Task instructions — Produce word for word the lines of the data below running from the one that has "let options = FindOptions::builder()" to the one that has "return Ok(0);", inclusive, and no others.

Data extracts —
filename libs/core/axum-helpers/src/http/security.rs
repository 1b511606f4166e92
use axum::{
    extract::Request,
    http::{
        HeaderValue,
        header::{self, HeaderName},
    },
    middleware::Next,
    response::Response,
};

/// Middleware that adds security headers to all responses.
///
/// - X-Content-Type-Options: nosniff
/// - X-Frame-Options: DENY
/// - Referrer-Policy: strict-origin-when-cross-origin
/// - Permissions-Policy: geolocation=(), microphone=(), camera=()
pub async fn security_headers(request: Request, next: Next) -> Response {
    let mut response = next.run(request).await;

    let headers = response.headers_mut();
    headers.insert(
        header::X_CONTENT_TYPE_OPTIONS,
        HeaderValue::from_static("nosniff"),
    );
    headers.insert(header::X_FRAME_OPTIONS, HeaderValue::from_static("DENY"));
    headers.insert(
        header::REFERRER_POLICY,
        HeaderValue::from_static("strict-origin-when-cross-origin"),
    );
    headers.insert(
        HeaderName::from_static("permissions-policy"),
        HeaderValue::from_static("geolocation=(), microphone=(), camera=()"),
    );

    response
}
---
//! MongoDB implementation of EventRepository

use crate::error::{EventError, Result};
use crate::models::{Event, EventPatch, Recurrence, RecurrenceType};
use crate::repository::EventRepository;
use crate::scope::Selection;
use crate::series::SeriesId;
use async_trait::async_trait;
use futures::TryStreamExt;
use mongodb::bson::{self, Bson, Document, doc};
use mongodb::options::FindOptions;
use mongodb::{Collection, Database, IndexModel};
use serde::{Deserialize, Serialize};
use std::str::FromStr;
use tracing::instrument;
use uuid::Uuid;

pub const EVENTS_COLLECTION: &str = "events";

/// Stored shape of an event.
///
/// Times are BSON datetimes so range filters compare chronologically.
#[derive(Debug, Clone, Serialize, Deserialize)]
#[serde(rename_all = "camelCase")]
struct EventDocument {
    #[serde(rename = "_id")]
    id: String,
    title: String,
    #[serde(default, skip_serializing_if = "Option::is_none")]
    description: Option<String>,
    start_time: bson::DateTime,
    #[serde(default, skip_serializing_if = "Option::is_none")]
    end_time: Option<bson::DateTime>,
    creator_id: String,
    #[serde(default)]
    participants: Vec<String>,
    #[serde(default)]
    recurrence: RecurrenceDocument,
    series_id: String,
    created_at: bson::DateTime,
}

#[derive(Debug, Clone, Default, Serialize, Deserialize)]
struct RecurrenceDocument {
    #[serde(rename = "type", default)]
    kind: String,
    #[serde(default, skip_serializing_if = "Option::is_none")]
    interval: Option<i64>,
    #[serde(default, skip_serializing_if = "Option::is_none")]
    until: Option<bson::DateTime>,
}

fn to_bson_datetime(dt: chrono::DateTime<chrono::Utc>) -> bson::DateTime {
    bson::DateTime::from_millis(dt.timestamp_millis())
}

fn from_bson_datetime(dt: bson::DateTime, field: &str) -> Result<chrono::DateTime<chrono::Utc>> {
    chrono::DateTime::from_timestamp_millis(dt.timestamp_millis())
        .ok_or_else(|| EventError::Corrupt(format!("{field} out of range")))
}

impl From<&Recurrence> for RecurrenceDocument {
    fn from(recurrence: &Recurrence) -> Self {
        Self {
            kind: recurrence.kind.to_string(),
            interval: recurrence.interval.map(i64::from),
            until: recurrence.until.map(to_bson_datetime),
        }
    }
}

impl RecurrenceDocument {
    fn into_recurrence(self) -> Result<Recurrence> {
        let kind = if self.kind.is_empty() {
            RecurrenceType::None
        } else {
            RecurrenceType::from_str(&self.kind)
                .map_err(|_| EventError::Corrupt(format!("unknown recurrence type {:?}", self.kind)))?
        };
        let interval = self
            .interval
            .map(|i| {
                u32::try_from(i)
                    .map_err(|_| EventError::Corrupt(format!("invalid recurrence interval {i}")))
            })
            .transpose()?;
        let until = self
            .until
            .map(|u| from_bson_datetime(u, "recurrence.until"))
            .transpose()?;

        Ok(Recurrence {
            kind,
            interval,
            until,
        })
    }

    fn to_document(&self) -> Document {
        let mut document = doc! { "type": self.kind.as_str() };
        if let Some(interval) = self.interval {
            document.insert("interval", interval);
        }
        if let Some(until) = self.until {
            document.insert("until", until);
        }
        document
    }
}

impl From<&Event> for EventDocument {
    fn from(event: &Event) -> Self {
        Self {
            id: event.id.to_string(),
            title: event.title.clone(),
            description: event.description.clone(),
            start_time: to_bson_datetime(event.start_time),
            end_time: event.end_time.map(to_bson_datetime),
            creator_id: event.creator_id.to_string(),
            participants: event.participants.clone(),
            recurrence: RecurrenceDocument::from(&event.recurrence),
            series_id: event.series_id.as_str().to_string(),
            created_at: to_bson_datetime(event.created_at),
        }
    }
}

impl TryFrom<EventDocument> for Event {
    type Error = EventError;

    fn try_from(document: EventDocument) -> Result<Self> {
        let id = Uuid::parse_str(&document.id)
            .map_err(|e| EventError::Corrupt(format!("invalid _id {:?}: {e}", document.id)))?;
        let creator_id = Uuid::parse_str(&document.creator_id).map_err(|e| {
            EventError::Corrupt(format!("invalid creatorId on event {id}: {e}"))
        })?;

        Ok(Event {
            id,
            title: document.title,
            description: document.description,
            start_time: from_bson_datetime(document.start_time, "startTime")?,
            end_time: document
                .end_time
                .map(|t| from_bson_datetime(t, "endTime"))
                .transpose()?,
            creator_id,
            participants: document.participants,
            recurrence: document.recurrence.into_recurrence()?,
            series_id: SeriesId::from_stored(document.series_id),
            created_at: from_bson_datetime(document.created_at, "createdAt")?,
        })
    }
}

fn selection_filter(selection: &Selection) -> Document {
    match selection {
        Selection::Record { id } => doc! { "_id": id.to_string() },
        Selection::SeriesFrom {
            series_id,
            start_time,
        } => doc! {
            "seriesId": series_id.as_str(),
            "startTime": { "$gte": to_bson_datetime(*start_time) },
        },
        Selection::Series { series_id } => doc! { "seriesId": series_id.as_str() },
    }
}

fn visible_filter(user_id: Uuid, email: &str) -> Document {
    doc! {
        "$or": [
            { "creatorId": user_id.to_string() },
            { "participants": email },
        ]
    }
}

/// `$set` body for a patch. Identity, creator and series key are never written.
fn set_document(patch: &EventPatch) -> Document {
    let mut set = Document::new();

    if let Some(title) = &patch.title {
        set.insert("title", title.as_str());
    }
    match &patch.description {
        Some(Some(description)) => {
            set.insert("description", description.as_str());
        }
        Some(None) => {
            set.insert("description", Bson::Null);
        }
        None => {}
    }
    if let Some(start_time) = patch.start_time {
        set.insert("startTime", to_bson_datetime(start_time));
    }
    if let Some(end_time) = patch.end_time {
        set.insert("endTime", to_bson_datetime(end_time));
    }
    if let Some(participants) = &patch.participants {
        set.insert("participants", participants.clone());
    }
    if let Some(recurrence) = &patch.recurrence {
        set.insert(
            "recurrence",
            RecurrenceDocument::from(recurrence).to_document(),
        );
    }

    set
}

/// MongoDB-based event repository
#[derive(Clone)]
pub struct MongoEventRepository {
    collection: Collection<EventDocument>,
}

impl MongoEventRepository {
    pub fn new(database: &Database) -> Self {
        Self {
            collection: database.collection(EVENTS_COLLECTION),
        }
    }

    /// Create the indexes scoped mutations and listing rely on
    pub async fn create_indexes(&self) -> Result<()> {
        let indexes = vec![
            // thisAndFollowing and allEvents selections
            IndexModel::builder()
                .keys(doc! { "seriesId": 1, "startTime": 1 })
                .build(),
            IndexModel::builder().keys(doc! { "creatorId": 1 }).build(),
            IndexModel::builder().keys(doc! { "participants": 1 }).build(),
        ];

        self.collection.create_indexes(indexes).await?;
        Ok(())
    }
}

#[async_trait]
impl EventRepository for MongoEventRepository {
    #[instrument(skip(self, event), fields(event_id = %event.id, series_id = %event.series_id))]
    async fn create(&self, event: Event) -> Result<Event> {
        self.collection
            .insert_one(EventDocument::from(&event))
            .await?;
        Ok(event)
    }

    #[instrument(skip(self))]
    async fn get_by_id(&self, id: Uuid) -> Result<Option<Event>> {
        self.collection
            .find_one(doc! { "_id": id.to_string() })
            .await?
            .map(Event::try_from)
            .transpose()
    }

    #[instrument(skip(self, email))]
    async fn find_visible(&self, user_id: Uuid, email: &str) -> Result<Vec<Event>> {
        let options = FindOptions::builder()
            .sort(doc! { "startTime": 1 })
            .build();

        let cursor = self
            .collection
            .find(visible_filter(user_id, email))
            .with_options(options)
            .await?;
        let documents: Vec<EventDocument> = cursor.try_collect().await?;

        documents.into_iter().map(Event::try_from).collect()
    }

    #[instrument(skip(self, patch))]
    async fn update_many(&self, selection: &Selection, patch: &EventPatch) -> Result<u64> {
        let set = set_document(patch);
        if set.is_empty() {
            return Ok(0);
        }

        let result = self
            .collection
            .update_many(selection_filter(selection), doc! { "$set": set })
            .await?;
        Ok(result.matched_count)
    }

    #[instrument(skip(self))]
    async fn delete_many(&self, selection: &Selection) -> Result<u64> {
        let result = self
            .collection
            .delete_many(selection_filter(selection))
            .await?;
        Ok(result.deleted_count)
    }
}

Task response —
        let options = FindOptions::builder()
            .sort(doc! { "startTime": 1 })
            .build();

        let cursor = self
            .collection
            .find(visible_filter(user_id, email))
            .with_options(options)
            .await?;
        let documents: Vec<EventDocument> = cursor.try_collect().await?;

        documents.into_iter().map(Event::try_from).collect()
    }

    #[instrument(skip(self, patch))]
    async fn update_many(&self, selection: &Selection, patch: &EventPatch) -> Result<u64> {
        let set = set_document(patch);
        if set.is_empty() {
            return Ok(0);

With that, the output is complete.